Adorned by insufficiently restricted path handling, the StoreContrl Woocommerce plugin permits a path traversal exploit that can be used to download any file on the server. The flaw allows an attacker to craft URLs that resolve outside the intended download directory, bypassing the plugin’s security controls. Successfully exploiting this vulnerability could give an adversary access to configuration files, sensitive data, or credentials stored in non‑public files, thereby compromising confidentiality and potentially providing a foothold for further attacks.
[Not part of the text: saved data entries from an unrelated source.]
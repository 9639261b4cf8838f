//! Line sources for the interpreter loop.

use anyhow::{Context, Result};
use rustyline::DefaultEditor;
use rustyline::error::ReadlineError;
use std::io::{BufRead, Write};
use tracing::debug;

/// A source of command lines.
///
/// `Ok(None)` means end-of-input. Any `Err` is a genuine read failure; the
/// interpreter treats both as the end of the session and never retries.
pub trait LineReader {
    /// Show `prompt` and block until a whole line is available.
    ///
    /// The returned line has its terminator removed.
    fn read_line(&mut self, prompt: &str) -> Result<Option<String>>;
}

/// Interactive reader with line editing, used when stdin is a terminal.
///
/// Lines are not added to the editor history.
pub struct EditorReader {
    editor: DefaultEditor,
}

impl EditorReader {
    pub fn new() -> Result<Self> {
        let editor = DefaultEditor::new().context("failed to initialize line editor")?;
        Ok(Self { editor })
    }
}

impl LineReader for EditorReader {
    fn read_line(&mut self, prompt: &str) -> Result<Option<String>> {
        match self.editor.readline(prompt) {
            Ok(line) => Ok(Some(line)),
            Err(ReadlineError::Eof) => {
                debug!("end of input");
                Ok(None)
            }
            Err(ReadlineError::Interrupted) => {
                // Ctrl-C drops whatever was typed so far.
                debug!("line interrupted");
                Ok(Some(String::new()))
            }
            Err(err) => Err(err).context("failed to read line"),
        }
    }
}

/// Reader over any buffered byte stream.
///
/// The prompt is written to `prompt_out` before each read. Lines may be of any
/// length. Bytes that are not valid UTF-8 are replaced rather than rejected.
pub struct PlainReader<R, W> {
    input: R,
    prompt_out: W,
    buf: Vec<u8>,
}

impl<R: BufRead, W: Write> PlainReader<R, W> {
    pub fn new(input: R, prompt_out: W) -> Self {
        Self {
            input,
            prompt_out,
            buf: Vec::new(),
        }
    }

    /// Consume the reader and return the prompt sink.
    pub fn into_prompt_out(self) -> W {
        self.prompt_out
    }
}

impl<R: BufRead, W: Write> LineReader for PlainReader<R, W> {
    fn read_line(&mut self, prompt: &str) -> Result<Option<String>> {
        self.prompt_out
            .write_all(prompt.as_bytes())
            .and_then(|()| self.prompt_out.flush())
            .context("failed to write prompt")?;

        self.buf.clear();
        let read = self
            .input
            .read_until(b'\n', &mut self.buf)
            .context("failed to read line")?;
        if read == 0 {
            debug!("end of input");
            return Ok(None);
        }

        if self.buf.ends_with(b"\n") {
            self.buf.pop();
            if self.buf.ends_with(b"\r") {
                self.buf.pop();
            }
        }
        Ok(Some(String::from_utf8_lossy(&self.buf).into_owned()))
    }
}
The plugin, developed by Arture B.V., is distributed under the name StoreContrl Woocommerce – StoreContrl WP Connection. All releases from the initial version up through and including version 4.1.3 are vulnerable. If your WordPress site uses any of these versions, it is affected and should be patched immediately.

Scored with a CVSS 7.5 severity, the vulnerability carries a moderate exploitation probability reflected in an EPSS below 1%, and is not yet listed in CISA’s KEV catalog. The likely attack vector is remote, as the vulnerability is triggered through crafted requests to the WordPress site’s download endpoint. Although the low EPSS score suggests exploitation is not widespread at present, the absence of a KEV listing does not eliminate risk, especially for accounts with privileged access to the plugin’s configuration.